Cada vez que se menciona el fatídico 11-S, viene de inmediato a la cabeza una imagen, un recuerdo y muchos datos: Nueva York, Al-Qaeda, Torres Gemelas, dos mil y pico muertos… Pero antes de que aquel atentado eclipsara todo lo demás, esa fecha del 11-S también iba unida a otras imágenes, otros recuerdos y datos más cruentos: Salvador Allende, Chile, Pinochet, dictadura, tres mil muertos.
Salvador Allende se pegó un tiro el 11 de septiembre de 1973. Esto es al menos lo mayoritariamente aceptado, aunque en enero de 2011 la Corte Suprema de Chile, argumentando «responsabilidad histórica», ordenó la revisión de la autopsia y la recopilación de más testimonios para corroborar que en su muerte no intervinieron segundas personas.

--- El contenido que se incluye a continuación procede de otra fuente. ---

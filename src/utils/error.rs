use thiserror::Error;

#[derive(Error, Debug)]
pub enum BookingError {
    #[error("IO error: {0}")]
    IoError(#[from] std::io::Error),

    #[error("Configuration error: {message}")]
    ConfigError { message: String },

    #[error("Configuration field '{field}' is invalid: {message}")]
    ConfigValidationError { field: String, message: String },

    #[error("Invalid value '{value}' for '{field}': {reason}")]
    InvalidConfigValueError {
        field: String,
        value: String,
        reason: String,
    },

    #[error("Form field '{field}' is invalid: {reason}")]
    FieldValidationError { field: String, reason: String },
}

#[derive(Debug, Clone, Copy, PartialEq, Eq)]
pub enum ErrorCategory {
    Configuration,
    Input,
    System,
}

#[derive(Debug, Clone, Copy, PartialEq, Eq, PartialOrd, Ord)]
pub enum ErrorSeverity {
    Low,
    High,
    Critical,
}

impl BookingError {
    pub fn category(&self) -> ErrorCategory {
        match self {
            BookingError::IoError(_) => ErrorCategory::System,
            BookingError::ConfigError { .. }
            | BookingError::ConfigValidationError { .. }
            | BookingError::InvalidConfigValueError { .. } => ErrorCategory::Configuration,
            BookingError::FieldValidationError { .. } => ErrorCategory::Input,
        }
    }

    pub fn severity(&self) -> ErrorSeverity {
        match self.category() {
            ErrorCategory::Input => ErrorSeverity::Low,
            ErrorCategory::Configuration => ErrorSeverity::High,
            ErrorCategory::System => ErrorSeverity::Critical,
        }
    }

    pub fn recovery_suggestion(&self) -> &'static str {
        match self.category() {
            ErrorCategory::Configuration => {
                "Check the booking config file and the --endpoint flag"
            }
            ErrorCategory::Input => "Fill in every reservation field with an allowed value",
            ErrorCategory::System => "Check file permissions and available disk space",
        }
    }

    /// 給終端使用者看的簡短訊息
    pub fn user_friendly_message(&self) -> String {
        match self {
            BookingError::FieldValidationError { field, reason } => {
                format!("'{}' alanı geçersiz: {}", field, reason)
            }
            BookingError::InvalidConfigValueError { field, reason, .. } => {
                format!("Invalid configuration value for {}: {}", field, reason)
            }
            other => other.to_string(),
        }
    }
}

pub type Result<T> = std::result::Result<T, BookingError>;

El presidente sabía lo que le esperaba a su país tras el golpe militar que terminó en Chile con la democracia y no quiso verlo. Su muerte fue, aparentemente, voluntaria, pero su primer funeral fue a traición. El segundo, en cambio, resarció con creces el ostracismo al que fue sometido en el primero, y para sí lo hubiera querido el funesto Augusto Pinochet, cuyas cenizas sólo han encontrado reposo en su finca privada de Valparaíso.
Ocultar el cadáver del legítimo presidente de la República de Chile se convirtió en una prioridad para la Junta Militar que presidía Augusto Pinochet. Temían, con razón, que el entierro de Salvador Allende pudiera convertirse en el foco de una revuelta popular y por ello planearon que tuviera lugar lejos de Santiago de Chile y de manera inmediata.
El 12 de septiembre, el féretro con los restos del presidente voló a Valparaíso para ser enterrado en el cementerio de Santa Inés. Cuatro familiares formaron aquel reducido cortejo fúnebre: la hermana de Allende, su mujer y dos sobrinos.
Tantas prisas hubo por deshacerse de Allende, que la junta Militar se olvidó de la señora burocracia y pasaron por alto inscribir su fallecimiento en el Registro Civil. La muerte de Salvador Allende fue registrada oficialmente el 7 de julio de 1975, veintidós meses después de su muerte. En el primer y clandestino entierro del presidente de Chile hubo, además de los cuatro familiares, seis sepultureros y un puñado de militares que querían asegurarse de que Allende, y con él la democracia, quedaban a dos metros bajo tierra.
Cuando el féretro quedó cubierto, la viuda del presidente, en medio de un completo silencio, puso sobre la tumba un ramillete de flores silvestres que había arrancado en el camino. Sus palabras quedaron para la Historia: «Que todos los que están presentes sepan que aquí se ha enterrado al presidente constitucional de Chile». En Valparaíso, en la oscuridad de una sepultura anónima, permaneció Salvador Allende enterrado durante los siguientes diecisiete años. Años en los que miles de personas mantuvieron repleta de flores rojas y frescas la tumba que no llevaba su nombre.
Allende fue enterrado de mala manera y, por supuesto, sin honor alguno, pero la figura del presidente chileno pasó a convertirse en un mito que aquel entierro escondido y secreto no logró apagar. Hoy, cuatro décadas después, más de cien calles y plazas repartidas por el mundo llevan el nombre de «Presidente Allende». El nombre de Pinochet no se lo han puesto ni a un callejón.
Pese a todos los esfuerzos en contra que hizo gran parte de la cúpula militar chilena, Allende fue sepultado con honores de jefe de Estado en 1990, diecisiete años después de su primer entierro, cuando Chile recuperó la democracia. Fue exhumado en Valparaíso y trasladado a un magnífico mausoleo en el cementerio General de Santiago de Chile. Miles de personas y ciento veinte personalidades extranjeras acudieron al entierro del último presidente legítimo del país.
Adivinen cuántas fueron al de Pinochet.